▸ WORK ITEM:
Report every line of the records that includes the word "PulseController".

::: RECORDS FOR PROCESSING :::

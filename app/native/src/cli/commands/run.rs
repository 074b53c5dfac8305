//! The `run` command.

use std::path::Path;

use super::display_path;
use crate::config;
use crate::error::SwitcherError;

/// Loads the configuration and runs the switcher on a single-threaded runtime.
///
/// # Errors
///
/// Returns an error if the runtime cannot be created or the switcher stops.
pub fn execute(config_path: Option<&Path>) -> Result<(), SwitcherError> {
    let loaded = config::load(config_path);
    tracing::info!(
        config = %display_path(loaded.path.as_deref()),
        version = env!("CARGO_PKG_VERSION"),
        "starting autoduplex"
    );

    let runtime = tokio::runtime::Builder::new_current_thread().enable_all().build()?;
    runtime.block_on(crate::serve(&loaded.config))
}
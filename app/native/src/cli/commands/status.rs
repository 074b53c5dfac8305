//! The `status` command.

use std::fmt::Write;
use std::path::Path;

use colored::Colorize;
use serde::Serialize;

use super::display_path;
use crate::cli::output::{print_highlighted_json, truncate};
use crate::config;
use crate::error::SwitcherError;
use crate::pulse::PulseController;
use crate::switcher::{AudioController, ClientClassifier, StreamKind};

/// Widest application name shown in the table.
const MAX_APPLICATION_WIDTH: usize = 32;

/// One live stream and how the switcher sees it.
#[derive(Debug, Clone, PartialEq, Eq, Serialize)]
#[serde(rename_all = "camelCase")]
pub struct StreamStatus {
    /// `output` or `input`.
    pub kind: String,
    /// Server-assigned identifier.
    pub id: u32,
    /// Owning application, if known.
    pub application: Option<String>,
    /// Canonical client name when the stream would be tracked.
    pub client: Option<String>,
    /// Whether the client may hold the output alone without blocking stereo mode.
    pub persistent_speaker: bool,
}

/// Snapshot of the headset and the streams using the audio server.
#[derive(Debug, Clone, PartialEq, Eq, Serialize)]
#[serde(rename_all = "camelCase")]
pub struct StatusReport {
    /// Active Bluetooth card, if any.
    pub device: Option<String>,
    /// `stereo`, `duplex`, or `null` when unknown.
    pub mode: Option<String>,
    /// Live streams, outputs first.
    pub streams: Vec<StreamStatus>,
}

impl StatusReport {
    /// Queries the server and classifies every live stream.
    ///
    /// # Errors
    ///
    /// Returns an error if the server cannot be queried.
    pub fn collect<C: AudioController>(
        controller: &mut C,
        classifier: &ClientClassifier,
    ) -> Result<Self, SwitcherError> {
        let device = controller.active_device()?;
        let mode = match &device {
            Some(device) => controller.current_mode(device)?.map(|mode| mode.to_string()),
            None => None,
        };

        let mut streams = Vec::new();
        for kind in StreamKind::ALL {
            for stream in controller.live_streams(kind)? {
                let client = stream
                    .application
                    .as_deref()
                    .and_then(|application| classifier.classify(kind, application));
                let persistent_speaker =
                    client.as_deref().is_some_and(|client| classifier.is_persistent_speaker(client));

                streams.push(StreamStatus {
                    kind: kind.to_string(),
                    id: stream.id,
                    application: stream.application,
                    client,
                    persistent_speaker,
                });
            }
        }

        Ok(Self {
            device: device.map(|device| device.0),
            mode,
            streams,
        })
    }
}

/// Formats the report for human-readable output.
#[must_use]
pub fn format_status(report: &StatusReport) -> String {
    let mut output = String::new();

    let device = report.device.as_deref().unwrap_or("none");
    let mode = report.mode.as_deref().unwrap_or("unknown");
    let _ = writeln!(output, "{} {}", "Device:".bold(), device);
    let _ = writeln!(output, "{} {}", "Mode:  ".bold(), mode);
    let _ = writeln!(output);

    if report.streams.is_empty() {
        output.push_str("No live streams.\n");
        return output;
    }

    let applications: Vec<String> = report
        .streams
        .iter()
        .map(|stream| {
            truncate(stream.application.as_deref().unwrap_or("?"), MAX_APPLICATION_WIDTH)
        })
        .collect();
    let name_col_width =
        applications.iter().map(|name| name.chars().count()).max().unwrap_or(0).max(11);

    let _ = writeln!(
        output,
        "{:<6}  {:>5}  {:<name_col_width$}  {:<7}  {:<10}",
        "Kind", "Id", "Application", "Tracked", "Persistent"
    );
    let _ = writeln!(
        output,
        "{:<6}  {:>5}  {:<name_col_width$}  {:<7}  {:<10}",
        "-".repeat(6),
        "-".repeat(5),
        "-".repeat(name_col_width),
        "-".repeat(7),
        "-".repeat(10)
    );

    for (stream, application) in report.streams.iter().zip(&applications) {
        let tracked = if stream.client.is_some() { "Y" } else { "-" };
        let persistent = if stream.persistent_speaker { "Y" } else { "-" };
        let padding = name_col_width.saturating_sub(application.chars().count());

        let _ = writeln!(
            output,
            "{:<6}  {:>5}  {application}{}  {:<7}  {:<10}",
            stream.kind,
            stream.id,
            " ".repeat(padding),
            tracked,
            persistent
        );
    }

    output
}

/// Prints the status of the local audio server.
///
/// # Errors
///
/// Returns an error if the configuration is invalid or the server cannot be
/// queried.
pub fn execute(config_path: Option<&Path>, json: bool) -> Result<(), SwitcherError> {
    let loaded = config::load(config_path);
    tracing::debug!(config = %display_path(loaded.path.as_deref()), "collecting status");

    let classifier = ClientClassifier::new(&loaded.config.clients)?;
    let mut controller = PulseController::new(&loaded.config.pulse)?;
    let report = StatusReport::collect(&mut controller, &classifier)?;

    if json {
        print_highlighted_json(&serde_json::to_value(&report)?);
    } else {
        print!("{}", format_status(&report));
    }
    Ok(())
}

#[cfg(test)]
mod tests {
    use super::*;
    use crate::config::{ClientPattern, ClientsConfig};
    use crate::switcher::MemoryController;

    fn classifier() -> ClientClassifier {
        ClientClassifier::new(&ClientsConfig {
            allow: vec!["Skype".into(), "Google Chrome".into()],
            persistent_speakers: vec![ClientPattern::from("Google Chrome")],
            ..ClientsConfig::default()
        })
        .unwrap()
    }

    #[test]
    fn test_collect_classifies_streams() {
        let mut controller = MemoryController::new();
        controller.open_stream(StreamKind::Output, "Google Chrome");
        controller.open_stream(StreamKind::Input, "Skype");
        controller.open_playback("Rhythmbox", true);

        let report = StatusReport::collect(&mut controller, &classifier()).unwrap();

        assert_eq!(report.device.as_deref(), Some("bluez_card.00_1B_66_AA_BB_CC"));
        assert_eq!(report.mode.as_deref(), Some("stereo"));
        assert_eq!(report.streams.len(), 3);
        assert_eq!(report.streams[0].client.as_deref(), Some("Google Chrome"));
        assert!(report.streams[0].persistent_speaker);
        assert_eq!(report.streams[1].application.as_deref(), Some("Rhythmbox"));
        assert_eq!(report.streams[1].client, None);
        assert_eq!(report.streams[2].kind, "input");
        assert!(!report.streams[2].persistent_speaker);
    }

    #[test]
    fn test_collect_without_headset() {
        let mut controller = MemoryController::new();
        controller.disconnect();

        let report = StatusReport::collect(&mut controller, &classifier()).unwrap();

        assert_eq!(report.device, None);
        assert_eq!(report.mode, None);
    }

    #[test]
    fn test_collect_propagates_query_failure() {
        let mut controller = MemoryController::new();
        controller.fail_on("live_streams");
        assert!(StatusReport::collect(&mut controller, &classifier()).is_err());
    }

    #[test]
    fn test_format_status_empty() {
        colored::control::set_override(false);
        let report = StatusReport { device: None, mode: None, streams: Vec::new() };
        let output = format_status(&report);
        assert!(output.contains("Device: none"));
        assert!(output.contains("unknown"));
        assert!(output.contains("No live streams."));
    }

    #[test]
    fn test_format_status_table() {
        colored::control::set_override(false);
        let report = StatusReport {
            device: Some("bluez_card.00_1B".to_string()),
            mode: Some("duplex".to_string()),
            streams: vec![StreamStatus {
                kind: "output".to_string(),
                id: 12,
                application: Some("Skype".to_string()),
                client: Some("Skype".to_string()),
                persistent_speaker: false,
            }],
        };

        let output = format_status(&report);
        let lines: Vec<&str> = output.lines().collect();
        assert!(lines[1].contains("duplex"));
        assert!(lines[3].starts_with("Kind"));
        assert!(lines[5].starts_with("output"));
        assert!(lines[5].contains("Skype"));
        assert!(lines[5].contains('Y'));
    }

    #[test]
    fn test_status_report_serializes_camel_case() {
        let report = StatusReport { device: None, mode: Some("stereo".to_string()), streams: Vec::new() };
        let value = serde_json::to_value(&report).unwrap();
        assert_eq!(value["mode"], "stereo");
        assert!(value["device"].is_null());
    }
}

:::

▸ ANSWER FOR THIS EXERCISE:
use crate::pulse::PulseController;
    let mut controller = PulseController::new(&loaded.config.pulse)?;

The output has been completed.